Chief Anenih known in the nation’s political arena as Mr. Fix it, further revealed that, “In a similar but not exactly identical set of circumstances, I had advised Chief MKO Abiola against declaring himself the president of this country when frustration arising from Abacha’s refusal to hand-over to him drove him into the extreme line of thought.
“I spoke to him on telephone pointing out that the army was not there to back him up. He had no police support, and not even the immigration or customs would back him. I advised strongly against his intended line of action. In reply, he merely said, “Mr. Chairman, you are a very good man. Anyway, we will discuss that one later” and he replaced the phone.”

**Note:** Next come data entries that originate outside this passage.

//! # plexus-events
//!
//! Lifecycle notifications published by an assembler while it negotiates.
//!
//! Container and UI code key off this taxonomy, so the set of event types is
//! fixed:
//!
//! - `state.added`: a prior-configuration hint was registered for a pointer
//! - `request.added` / `request.changed` / `request.removed`: an instance
//!   request entered negotiation, switched candidate or template, or left
//! - `binding.changed`: a child binding moved between resolving, resolved
//!   and releasing
//! - `device.added` / `device.removed`: a host joined or left the
//!   participant set of an application
//!
//! ## Event Envelope
//!
//! Every notification is wrapped in an [`EventEnvelope`] carrying a per-host
//! sequence number, the emitting host, the application and the phase in
//! which the transition happened.

mod envelope;
mod error;
mod types;

pub use envelope::*;
pub use error::EventError;
pub use types::*;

Anenih noted that, “As I did not want to be blamed later for not advising Chief Abiola correctly, I advertised my advice the following day in some of the daily newspapers. “
In his remarks, former President Goodluck Jonathan, disagreed with the position of the author, Chief Anenih who said he was quitting politics.
Jonathan noted that although the former PDP BoT Chairman may be excused from attending political meetings, he remained a political leader and should continue till death.
The former president said that himself will remain a member of the PDP despite the fact that he had not been able to attend any formal meeting of the party since he left office.
His words to Anenih, “we will continue to consult you in the areas of security and politics; you will continue to mentor us.”
Earlier, the Chairman of the occasion and former Head of State, General Abdulsalami Abubakar described Anenih as a political heavyweight, mentor to many and man of unalloyed loyalty.
In his book review, Professor Epiphany Azinge, noted that Anenih was a recurring decimal in the country’s politics, and said, “like him or hate him, you cannot ignore him.”
He said that the country had never seen and may never see again any politician of such sagacity as Anenih.
Azinge who commended the tenacity of purpose of the former Minister of Works argued that Anenih was no longer just a leader but an institution. He described the book as a world-class autobiography.”